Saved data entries

>>>>

//! Missing-trail ("teleporting cursor") detector.
//!
//! A cursor that lands on a target without ever approaching it is the
//! signature of programmatic placement. This is also the detector most
//! exposed to cold-start noise (page load, focus changes, the user's first
//! contact with the page), so it is gated hard: a warm-up window, a
//! minimum click count, and a conservative emit threshold. Every factor
//! that contributed to the score is recorded in the detail payload.

use super::{Detection, Detector, Trigger, MISSING_MOUSE_TRAILS};
use crate::config::MissingTrailConfig;
use crate::error::DetectionError;
use crate::events::PointerSample;
use crate::history::SampleHistory;
use serde_json::json;

/// Nested activity windows examined before each click, in ms.
const WINDOW_SHORT_MS: u64 = 1000;
const WINDOW_MEDIUM_MS: u64 = 3000;
const WINDOW_LONG_MS: u64 = 5000;

/// Additive confidence weights, one per independent factor.
///
/// Kept as a first-class table so the tuning is inspectable and the
/// composition testable in isolation.
#[derive(Debug, Clone)]
pub struct TrailWeights {
    /// Zero pointer activity in the long window.
    pub silent_long_window: f64,
    /// Sparse activity in the medium window with a meaningful jump.
    pub sparse_medium_window: f64,
    /// No activity in the short window with a large jump.
    pub silent_short_window: f64,
    /// Stale cursor (no movement for a long time) jumping far.
    pub stale_position_jump: f64,
    /// Very large jump regardless of activity.
    pub huge_jump: f64,
    /// Large jump regardless of activity.
    pub large_jump: f64,
    /// Precision landing with no recent approach.
    pub precise_without_approach: f64,
}

impl Default for TrailWeights {
    fn default() -> Self {
        Self {
            silent_long_window: 0.7,
            sparse_medium_window: 0.4,
            silent_short_window: 0.3,
            stale_position_jump: 0.2,
            huge_jump: 0.3,
            large_jump: 0.2,
            precise_without_approach: 0.1,
        }
    }
}

/// Everything the scoring function needs to know about one click.
#[derive(Debug, Clone, Copy)]
pub struct TrailObservation {
    /// Pointer samples in the 1s window before the click.
    pub activity_1s: usize,
    /// Pointer samples in the 3s window before the click.
    pub activity_3s: usize,
    /// Pointer samples in the 5s window before the click.
    pub activity_5s: usize,
    /// Distance from the last known pointer position to the click point.
    pub jump_px: Option<f64>,
    /// Time since the last known pointer movement.
    pub since_last_move_ms: Option<u64>,
}

/// Compose the confidence from the independent weighted factors.
///
/// Returns the clamped sum plus the labels of every factor that
/// contributed, for the audit detail.
pub fn compose_trail_confidence(
    observation: &TrailObservation,
    weights: &TrailWeights,
    expected_min_activity: usize,
) -> (f64, Vec<&'static str>) {
    let mut confidence = 0.0;
    let mut factors = Vec::new();
    let jump = observation.jump_px.unwrap_or(0.0);

    // The three windows are alternatives, strongest first.
    if observation.activity_5s == 0 {
        confidence += weights.silent_long_window;
        factors.push("silent_long_window");
    } else if observation.activity_3s < expected_min_activity && jump > 50.0 {
        confidence += weights.sparse_medium_window;
        factors.push("sparse_medium_window");
    } else if observation.activity_1s == 0 && jump > 100.0 {
        confidence += weights.silent_short_window;
        factors.push("silent_short_window");
    }

    if observation.since_last_move_ms.is_some_and(|ms| ms > 2000) && jump > 100.0 {
        confidence += weights.stale_position_jump;
        factors.push("stale_position_jump");
    }

    if jump > 300.0 {
        confidence += weights.huge_jump;
        factors.push("huge_jump");
    } else if jump > 200.0 {
        confidence += weights.large_jump;
        factors.push("large_jump");
    }

    if observation.activity_1s == 0 && jump > 50.0 {
        confidence += weights.precise_without_approach;
        factors.push("precise_without_approach");
    }

    (confidence.clamp(0.0, 1.0), factors)
}

/// Missing-trail detector.
pub struct MissingTrailDetector {
    config: MissingTrailConfig,
    weights: TrailWeights,
}

impl MissingTrailDetector {
    pub fn new(config: MissingTrailConfig) -> Self {
        Self {
            config,
            weights: TrailWeights::default(),
        }
    }

    /// Override the weight table (tests and tuning).
    pub fn with_weights(mut self, weights: TrailWeights) -> Self {
        self.weights = weights;
        self
    }

    fn observe(&self, history: &SampleHistory, click_ts: u64, click_x: f64, click_y: f64) -> TrailObservation {
        let count_in = |window_ms: u64| {
            history
                .samples_between(click_ts.saturating_sub(window_ms), click_ts)
                .len()
        };

        let last = history.last_sample_before(click_ts);
        let click_point = PointerSample { x: click_x, y: click_y, timestamp_ms: click_ts };

        TrailObservation {
            activity_1s: count_in(WINDOW_SHORT_MS),
            activity_3s: count_in(WINDOW_MEDIUM_MS),
            activity_5s: count_in(WINDOW_LONG_MS),
            jump_px: last.map(|s| s.distance_to(&click_point)),
            since_last_move_ms: last.map(|s| click_ts.saturating_sub(s.timestamp_ms)),
        }
    }
}

impl Detector for MissingTrailDetector {
    fn name(&self) -> &'static str {
        "missing_trail"
    }

    fn indicator(&self) -> &'static str {
        MISSING_MOUSE_TRAILS
    }

    fn trigger(&self) -> Trigger {
        Trigger::Click
    }

    fn threshold(&self) -> f64 {
        self.config.confidence_threshold
    }

    fn evaluate(&self, history: &SampleHistory) -> Result<Option<Detection>, DetectionError> {
        let Some(click) = history.recent_clicks(1).pop() else {
            return Ok(None);
        };

        // Cold-start gates: nothing fires during warm-up or before enough
        // clicks exist to establish any rhythm at all.
        let Some(started) = history.tracking_started_ms() else {
            return Ok(None);
        };
        if click.timestamp_ms.saturating_sub(started) < self.config.warmup_ms {
            return Ok(None);
        }
        if history.total_clicks() < self.config.min_clicks {
            return Ok(None);
        }

        let observation = self.observe(history, click.timestamp_ms, click.x, click.y);
        let (confidence, factors) = compose_trail_confidence(
            &observation,
            &self.weights,
            self.config.expected_min_activity,
        );

        if confidence < self.config.confidence_threshold {
            return Ok(None);
        }

        let detail = json!({
            "factors": factors,
            "jump_px": observation.jump_px,
            "since_last_move_ms": observation.since_last_move_ms,
            "activity_1s": observation.activity_1s,
            "activity_3s": observation.activity_3s,
            "activity_5s": observation.activity_5s,
        });

        Ok(Some(Detection::new(MISSING_MOUSE_TRAILS, confidence).with_detail(detail)))
    }
}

<<<<

■ Your assignment ■
Could you return exactly the stretch of the data above that starts at the line with "pub struct TrailWeights" and ends at the line with "5s window before the click.", both lines included?

■ Exercise solution ■
pub struct TrailWeights {
    /// Zero pointer activity in the long window.
    pub silent_long_window: f64,
    /// Sparse activity in the medium window with a meaningful jump.
    pub sparse_medium_window: f64,
    /// No activity in the short window with a large jump.
    pub silent_short_window: f64,
    /// Stale cursor (no movement for a long time) jumping far.
    pub stale_position_jump: f64,
    /// Very large jump regardless of activity.
    pub huge_jump: f64,
    /// Large jump regardless of activity.
    pub large_jump: f64,
    /// Precision landing with no recent approach.
    pub precise_without_approach: f64,
}

impl Default for TrailWeights {
    fn default() -> Self {
        Self {
            silent_long_window: 0.7,
            sparse_medium_window: 0.4,
            silent_short_window: 0.3,
            stale_position_jump: 0.2,
            huge_jump: 0.3,
            large_jump: 0.2,
            precise_without_approach: 0.1,
        }
    }
}

/// Everything the scoring function needs to know about one click.
#[derive(Debug, Clone, Copy)]
pub struct TrailObservation {
    /// Pointer samples in the 1s window before the click.
    pub activity_1s: usize,
    /// Pointer samples in the 3s window before the click.
    pub activity_3s: usize,
    /// Pointer samples in the 5s window before the click.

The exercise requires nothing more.